[Saved entries]
----------------------------------------
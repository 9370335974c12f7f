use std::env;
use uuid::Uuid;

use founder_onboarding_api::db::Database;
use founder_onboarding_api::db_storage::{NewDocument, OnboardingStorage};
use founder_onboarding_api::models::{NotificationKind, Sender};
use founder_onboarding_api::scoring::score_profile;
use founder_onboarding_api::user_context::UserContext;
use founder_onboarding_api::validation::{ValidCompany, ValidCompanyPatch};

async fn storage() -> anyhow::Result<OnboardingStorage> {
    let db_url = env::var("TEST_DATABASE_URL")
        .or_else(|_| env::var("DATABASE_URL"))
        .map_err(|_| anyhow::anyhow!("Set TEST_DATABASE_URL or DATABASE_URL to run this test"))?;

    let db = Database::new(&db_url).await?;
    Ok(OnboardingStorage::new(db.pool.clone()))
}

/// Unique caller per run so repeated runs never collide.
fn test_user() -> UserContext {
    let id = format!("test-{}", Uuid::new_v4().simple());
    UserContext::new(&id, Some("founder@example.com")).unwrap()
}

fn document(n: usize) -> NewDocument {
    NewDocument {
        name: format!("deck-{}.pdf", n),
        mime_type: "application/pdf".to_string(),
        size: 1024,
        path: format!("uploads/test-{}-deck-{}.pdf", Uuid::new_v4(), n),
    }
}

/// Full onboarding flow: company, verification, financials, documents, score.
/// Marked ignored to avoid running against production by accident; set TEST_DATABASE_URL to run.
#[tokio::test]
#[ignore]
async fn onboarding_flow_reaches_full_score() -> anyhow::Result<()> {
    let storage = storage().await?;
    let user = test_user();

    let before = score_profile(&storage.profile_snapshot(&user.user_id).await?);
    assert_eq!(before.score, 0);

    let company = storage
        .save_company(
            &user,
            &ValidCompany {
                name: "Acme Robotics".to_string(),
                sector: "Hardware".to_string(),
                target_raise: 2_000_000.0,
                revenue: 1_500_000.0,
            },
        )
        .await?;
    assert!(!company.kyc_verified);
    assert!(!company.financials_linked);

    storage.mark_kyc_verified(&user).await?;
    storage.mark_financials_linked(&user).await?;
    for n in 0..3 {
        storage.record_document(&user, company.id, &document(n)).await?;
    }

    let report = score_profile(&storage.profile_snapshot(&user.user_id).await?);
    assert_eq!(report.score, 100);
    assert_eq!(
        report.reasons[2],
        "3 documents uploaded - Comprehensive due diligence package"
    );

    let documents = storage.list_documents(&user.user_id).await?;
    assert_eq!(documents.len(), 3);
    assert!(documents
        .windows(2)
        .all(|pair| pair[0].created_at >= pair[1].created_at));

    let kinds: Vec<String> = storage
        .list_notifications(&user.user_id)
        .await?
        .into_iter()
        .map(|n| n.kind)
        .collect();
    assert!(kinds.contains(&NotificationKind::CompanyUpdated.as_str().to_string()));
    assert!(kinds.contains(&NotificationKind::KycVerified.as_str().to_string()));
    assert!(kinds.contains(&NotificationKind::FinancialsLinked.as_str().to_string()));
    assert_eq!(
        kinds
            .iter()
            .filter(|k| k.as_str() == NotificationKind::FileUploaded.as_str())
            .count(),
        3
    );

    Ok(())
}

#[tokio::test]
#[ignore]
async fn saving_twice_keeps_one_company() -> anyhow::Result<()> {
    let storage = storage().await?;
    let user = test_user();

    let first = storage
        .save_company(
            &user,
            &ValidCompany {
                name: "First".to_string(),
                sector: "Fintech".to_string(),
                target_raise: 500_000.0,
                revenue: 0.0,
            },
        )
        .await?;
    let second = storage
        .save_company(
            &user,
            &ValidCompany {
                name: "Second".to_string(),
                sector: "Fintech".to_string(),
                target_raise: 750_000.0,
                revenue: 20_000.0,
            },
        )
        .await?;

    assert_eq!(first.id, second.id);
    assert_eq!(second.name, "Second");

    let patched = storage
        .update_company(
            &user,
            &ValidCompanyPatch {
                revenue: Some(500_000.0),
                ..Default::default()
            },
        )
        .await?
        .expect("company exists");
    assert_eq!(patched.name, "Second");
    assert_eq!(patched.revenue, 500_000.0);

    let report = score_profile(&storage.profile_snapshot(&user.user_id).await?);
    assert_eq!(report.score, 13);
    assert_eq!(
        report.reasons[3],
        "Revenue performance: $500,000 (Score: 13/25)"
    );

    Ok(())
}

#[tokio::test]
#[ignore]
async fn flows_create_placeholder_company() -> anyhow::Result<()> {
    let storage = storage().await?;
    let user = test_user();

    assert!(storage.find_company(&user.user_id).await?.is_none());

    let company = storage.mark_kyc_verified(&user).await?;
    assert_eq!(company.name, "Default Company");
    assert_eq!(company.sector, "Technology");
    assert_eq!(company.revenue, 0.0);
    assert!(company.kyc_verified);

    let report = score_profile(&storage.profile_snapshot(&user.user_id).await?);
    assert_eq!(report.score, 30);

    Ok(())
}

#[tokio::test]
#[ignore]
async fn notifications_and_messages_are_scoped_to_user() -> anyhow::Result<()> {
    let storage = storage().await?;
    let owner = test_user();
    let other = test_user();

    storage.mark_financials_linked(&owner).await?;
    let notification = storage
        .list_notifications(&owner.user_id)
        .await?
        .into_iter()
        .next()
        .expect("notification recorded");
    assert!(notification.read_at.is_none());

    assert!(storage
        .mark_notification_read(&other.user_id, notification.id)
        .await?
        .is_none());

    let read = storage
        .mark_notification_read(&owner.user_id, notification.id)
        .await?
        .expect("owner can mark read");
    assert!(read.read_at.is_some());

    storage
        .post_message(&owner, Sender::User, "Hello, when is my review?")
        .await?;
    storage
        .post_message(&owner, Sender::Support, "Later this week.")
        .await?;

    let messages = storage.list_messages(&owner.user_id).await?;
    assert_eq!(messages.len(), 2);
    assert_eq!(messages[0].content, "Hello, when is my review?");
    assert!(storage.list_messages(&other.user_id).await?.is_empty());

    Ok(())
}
----------------------------------------
Your task: Above are the records; from them, give again exactly the lines from the one containing "assert_eq!(patched.revenue, 500_000.0);" through the one containing "assert!(company.kyc_verified);", both included.

Written answer:
    assert_eq!(patched.revenue, 500_000.0);

    let report = score_profile(&storage.profile_snapshot(&user.user_id).await?);
    assert_eq!(report.score, 13);
    assert_eq!(
        report.reasons[3],
        "Revenue performance: $500,000 (Score: 13/25)"
    );

    Ok(())
}

#[tokio::test]
#[ignore]
async fn flows_create_placeholder_company() -> anyhow::Result<()> {
    let storage = storage().await?;
    let user = test_user();

    assert!(storage.find_company(&user.user_id).await?.is_none());

    let company = storage.mark_kyc_verified(&user).await?;
    assert_eq!(company.name, "Default Company");
    assert_eq!(company.sector, "Technology");
    assert_eq!(company.revenue, 0.0);
    assert!(company.kyc_verified);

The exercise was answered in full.